> Source data
***

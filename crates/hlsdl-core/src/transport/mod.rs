//! Byte transport: "fetch the bytes at this URL", with mid-flight cancellation.
//!
//! The engine only talks to [`ByteTransport`]; [`CurlTransport`] is the
//! libcurl-backed implementation used by the CLI.

mod http;

pub use http::CurlTransport;

use async_trait::async_trait;
use tokio_util::sync::CancellationToken;

/// Response of a completed transfer. Any status is returned as-is; callers
/// decide what counts as success.
#[derive(Debug, Clone)]
pub struct Fetched {
    pub status: u32,
    pub body: Vec<u8>,
}

impl Fetched {
    pub fn is_success(&self) -> bool {
        (200..300).contains(&self.status)
    }
}

#[derive(Debug, thiserror::Error)]
pub enum TransportError {
    /// The token fired before or during the transfer.
    #[error("transfer cancelled")]
    Cancelled,
    #[error("{0}")]
    Curl(#[from] curl::Error),
    /// The blocking transfer task panicked or was shut down.
    #[error("transfer task failed: {0}")]
    Join(#[from] tokio::task::JoinError),
}

#[async_trait]
pub trait ByteTransport: Send + Sync {
    /// Fetch `url`. Must return `TransportError::Cancelled` promptly once
    /// `token` fires, releasing the underlying connection.
    async fn fetch(
        &self,
        url: &str,
        token: &CancellationToken,
    ) -> Result<Fetched, TransportError>;
}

***

> Task
All lines in the listing above that contain "ByteTransport" should be shown.

> Expected answer
//! The engine only talks to [`ByteTransport`]; [`CurlTransport`] is the
pub trait ByteTransport: Send + Sync {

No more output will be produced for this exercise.